Rush to see Chris Hemsworth and Daniel Bruhl in "Rush"
Director Ron Howard’s “Rush” is a movie without a plot. There is no story to follow. Instead, it's a character study. “Rush” is about the rivalry between two of the best Formula One racers of their day. The film is like a sporting event that we follow to find the victor but also go behind the scenes so a bond is formed with the contestants. Both racers, James Hunt (Chris Hemsworth) and Niki Lauda (Daniel Bruhl), were outstanding drivers but at polar ends to their approaches at driving and life. Mr. Howard has made a fascinating film about two interesting characters who disliked each other but owed their success to one another.
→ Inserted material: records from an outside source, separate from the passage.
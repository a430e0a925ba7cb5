//! Owning file: persists buffers into the chunk store and the block map.

use std::path::{Path, PathBuf};
use std::sync::{Arc, Mutex, Weak};

use dashmap::DashMap;
use ddfs_blockmap::{BlockMap, ChunkDescriptor, DescriptorLayout, FileBlockMap};
use ddfs_cas::{CasStore, HashLocation, LOCATION_LEN};
use ddfs_config::{log_buffer_debug, DedupConfig};
use tracing::instrument;

use crate::buffer::{BufferContext, WriteBuffer};
use crate::Result;

/// Bytes handed to the owner when a buffer is persisted
#[derive(Debug)]
pub struct PendingChunk<'a> {
    pub position: u64,
    pub data: &'a [u8],
    /// Hash the buffer currently maps to (empty for a fresh chunk)
    pub hash: &'a [u8],
    pub hash_location: &'a [u8],
    pub new_chunk: bool,
}

/// Identity the buffer is rebound to after a successful write
#[derive(Debug, Clone, PartialEq, Eq)]
pub struct WrittenChunk {
    pub hash: Vec<u8>,
    pub hash_location: Vec<u8>,
    /// The store already held these bytes
    pub dedup_hit: bool,
}

/// Write path and flush bookkeeping a buffer reports to.
///
/// Implementations are called with the buffer's lock held and must not call
/// back into the buffer.
pub trait BufferOwner: Send + Sync {
    fn write_cache(&self, chunk: PendingChunk<'_>) -> Result<WrittenChunk>;

    /// Track a buffer whose flush has been submitted
    fn put_buffer_into_flush(&self, buffer: Arc<WriteBuffer>);

    /// Stop tracking `buffer`; called once, when it closes
    fn remove_from_flush(&self, buffer: &WriteBuffer);

    /// Directory holding this owner's safe-sync journals, if it keeps any
    fn journal_dir(&self) -> Option<PathBuf> {
        None
    }
}

// ============================================================================
// Dedup File
// ============================================================================

/// One deduplicated file: its block map plus in-flight buffers
pub struct DedupFile {
    map_path: PathBuf,
    map: Mutex<FileBlockMap>,
    layout: DescriptorLayout,
    chunk_length: usize,
    ctx: Arc<BufferContext>,
    /// Per-file subdirectory of the volume journal root
    journal_dir: Option<PathBuf>,
    in_flight: DashMap<u64, Arc<WriteBuffer>>,
    me: Weak<DedupFile>,
}

impl DedupFile {
    /// Open the file whose block map lives at `map_path`
    pub fn open<P: AsRef<Path>>(map_path: P, ctx: Arc<BufferContext>, config: &DedupConfig) -> Result<Arc<Self>> {
        let map_path = map_path.as_ref().to_path_buf();
        let layout = DescriptorLayout::new(config.volume.hash_cluster_size);
        let chunk_length = config.volume.chunk_length;
        let map = FileBlockMap::open(&map_path, layout, chunk_length)?;
        let journal_dir = ctx
            .journal_dir
            .as_ref()
            .map(|root| root.join(journal_key(&map_path)));

        Ok(Arc::new_cyclic(|me| Self {
            map_path,
            map: Mutex::new(map),
            layout,
            chunk_length,
            ctx,
            journal_dir,
            in_flight: DashMap::new(),
            me: me.clone(),
        }))
    }

    pub fn map_path(&self) -> &Path {
        &self.map_path
    }

    pub fn chunk_length(&self) -> usize {
        self.chunk_length
    }

    fn aligned(&self, offset: u64) -> u64 {
        offset / self.chunk_length as u64 * self.chunk_length as u64
    }

    fn owner_ref(&self) -> Weak<dyn BufferOwner> {
        let weak: Weak<dyn BufferOwner> = self.me.clone();
        weak
    }

    /// Buffer for the chunk containing `offset`.
    ///
    /// A chunk with a stored descriptor is recovered from it; otherwise a
    /// fresh chunk is allocated. An in-flight buffer for the same chunk is
    /// closed first so the descriptor read here is current.
    pub fn buffer_at(&self, offset: u64) -> Result<Arc<WriteBuffer>> {
        let position = self.aligned(offset);
        let pending = self.in_flight.get(&position).map(|entry| Arc::clone(entry.value()));
        if let Some(pending) = pending {
            pending.close()?;
        }

        let record = self.map.lock().unwrap().get(position)?;
        let descriptor = match record {
            Some(bytes) => ChunkDescriptor::decode(&bytes, &self.layout)?,
            None => None,
        };

        let buffer = match descriptor {
            Some(desc) => WriteBuffer::recover(
                Arc::clone(&self.ctx),
                self.owner_ref(),
                position,
                self.chunk_length,
                desc.hash().to_vec(),
                desc.hash_location().to_vec(),
                0,
            )?,
            None => WriteBuffer::new_chunk(Arc::clone(&self.ctx), self.owner_ref(), position, self.chunk_length)?,
        };
        Ok(Arc::new(buffer))
    }

    /// Write `data` at `offset`, splitting it across chunk buffers and
    /// flushing each one
    pub fn write_at(&self, offset: u64, data: &[u8]) -> Result<()> {
        let mut done = 0usize;
        while done < data.len() {
            let pos = offset + done as u64;
            let buffer = self.buffer_at(pos)?;
            let within = (pos - buffer.position()) as usize;
            let take = (self.chunk_length - within).min(data.len() - done);

            buffer.write(&data[done..done + take], within)?;
            buffer.flush()?;
            done += take;
        }
        Ok(())
    }

    /// Read up to `len` bytes starting at `offset`; stops at the first unwritten chunk
    pub fn read_at(&self, offset: u64, len: usize) -> Result<Vec<u8>> {
        let mut out = Vec::with_capacity(len);
        while out.len() < len {
            let pos = offset + out.len() as u64;
            let buffer = self.buffer_at(pos)?;
            if buffer.is_new_chunk() {
                break;
            }
            let chunk = buffer.read_chunk()?;
            let within = (pos - buffer.position()) as usize;
            if within >= chunk.len() {
                break;
            }
            let take = (chunk.len() - within).min(len - out.len());
            out.extend_from_slice(&chunk[within..within + take]);
            if within + take < self.chunk_length {
                break;
            }
        }
        Ok(out)
    }

    /// Close every in-flight buffer synchronously; returns how many were tracked
    pub fn flush_all(&self) -> Result<usize> {
        let pending: Vec<Arc<WriteBuffer>> = self
            .in_flight
            .iter()
            .map(|entry| Arc::clone(entry.value()))
            .collect();
        for buffer in &pending {
            buffer.close()?;
        }
        Ok(pending.len())
    }

    pub fn in_flight_count(&self) -> usize {
        self.in_flight.len()
    }

    /// Flush outstanding buffers and close the block map
    pub fn close(&self) -> Result<()> {
        self.flush_all()?;
        self.map.lock().unwrap().close()?;
        Ok(())
    }
}

impl BufferOwner for DedupFile {
    #[instrument(skip_all, level = "debug", fields(position = chunk.position, len = chunk.data.len()))]
    fn write_cache(&self, chunk: PendingChunk<'_>) -> Result<WrittenChunk> {
        let hash = CasStore::compute_hash(chunk.data);

        // The prior location only applies while the content is unchanged
        let prior = if chunk.hash == hash.as_slice() {
            chunk
                .hash_location
                .get(..LOCATION_LEN)
                .and_then(HashLocation::from_slice)
                .unwrap_or_else(HashLocation::not_found)
        } else {
            HashLocation::not_found()
        };

        let dedup_hit = self.ctx.store.hash_exists(&hash)?.is_some();
        let location = self
            .ctx
            .store
            .write_chunk(&hash, chunk.data, 0, chunk.data.len(), false, &prior)?;

        let descriptor = ChunkDescriptor::new(&hash, location, false);
        let record = descriptor.encode(&self.layout)?;
        self.map.lock().unwrap().put(chunk.position, &record)?;

        log_buffer_debug!("Chunk persisted", position = chunk.position, dedup = dedup_hit);
        Ok(WrittenChunk {
            hash: hash.to_vec(),
            hash_location: location.as_bytes().to_vec(),
            dedup_hit,
        })
    }

    fn put_buffer_into_flush(&self, buffer: Arc<WriteBuffer>) {
        self.in_flight.insert(buffer.position(), buffer);
    }

    fn remove_from_flush(&self, buffer: &WriteBuffer) {
        self.in_flight
            .remove_if(&buffer.position(), |_, tracked| std::ptr::eq(Arc::as_ptr(tracked), buffer));
    }

    fn journal_dir(&self) -> Option<PathBuf> {
        self.journal_dir.clone()
    }
}

/// Journal subdirectory name for the block map at `map_path`: the file name
/// plus a digest of the whole path, so equal names in different directories
/// stay apart
fn journal_key(map_path: &Path) -> String {
    let digest = CasStore::compute_hash(map_path.to_string_lossy().as_bytes());
    let name = map_path
        .file_name()
        .map(|n| n.to_string_lossy().into_owned())
        .unwrap_or_default();
    format!("{}.{}", name, hex::encode(&digest[..8]))
}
Hunt and Lauda first notice each other in a Formula Three race, a lower division of Formula One. Their differences become apparent immediately when Hunt cuts through the pant forcing Lauda to spin out. Hunt wins the race. Lauda is not amused. A rivalry is born. Lauda is consumed with meticulous details concerning the track and car. He prepares himself both mentally and physically, priding himself on racing within the rules. Hunt relies solely on his skill. His life off the track is consumed with hard and fun living. But on the track, if the car is up to it, he has the talent to bring it to victory.
“Rush’s” focus is on the 1976 Formula One racing season. The film has a lot of jargon concerning Formula One racing but that shouldn’t put off non-aficionados. Mr. Howard and his editors, Daniel P. Hanley and Mike Hill, do a nice job of keeping our minds off the technical aspects and our emotions on the racing excitement. The shots of the two drivers racing are exhilarating. Mr. Howard has found a way to film race scenes that keep an audience engaged. It helps, however, to know the two drivers.
The casting of both Mr. Hemsworth and Mr. Bruhl is spot on. Mr. Hemsworth is known more for the Marvel comic book hero Thor but he's a lot of fun as a delinquent mortal. He is amusing, publicizing his chiseled physique while over inundating himself with the goodies at his disposal. Mr. Bruhl has the tougher job. He comes across as the stern Austrian without a sense of humor. Lauda is focused on winning and only winning and Mr. Bruhl's sternness conveys it. But Mr. Bruhl also gives hints of loneliness and sensitivity. That appeal makes his romance with his future wife, Marlene (Alexandra Maria Lara) so interesting. That shy playfulness is missing from Hunt’s courtship of his wife, Suzy Miller (Olivia Wilde). Their relationship consists of attraction with carnal lust that leads to nuptials. But the romancing is just another way to show their differences. What brings this film to another level is the relationship between the two men. The rapport between these two actors make the conflicts between them wonderful to watch.
“Rush” is Mr. Howard’s best directorial effort. He has discarded anything concerning the men’s relationships that might make the movie drag. He has succeeded in the difficult task of showing the admiration these two men had for each other without making it a sentimental soap opera. Technically, Mr. Howard and his cinematographer, Anthony Dod Mantle (“127 Hours,” “Slumdog Millionaire”), give the film an off-color look that intensifies the desperation each driver develops to beat the other. We get a sense of the exhaust noise, the gravel on the track and the elements that might make or break a race. And Mr. Howard does what all directors should do when actors are at the height of their game and that is to show them together, working off of each other, getting to tell the audience who their characters are while moving the story- race- forward.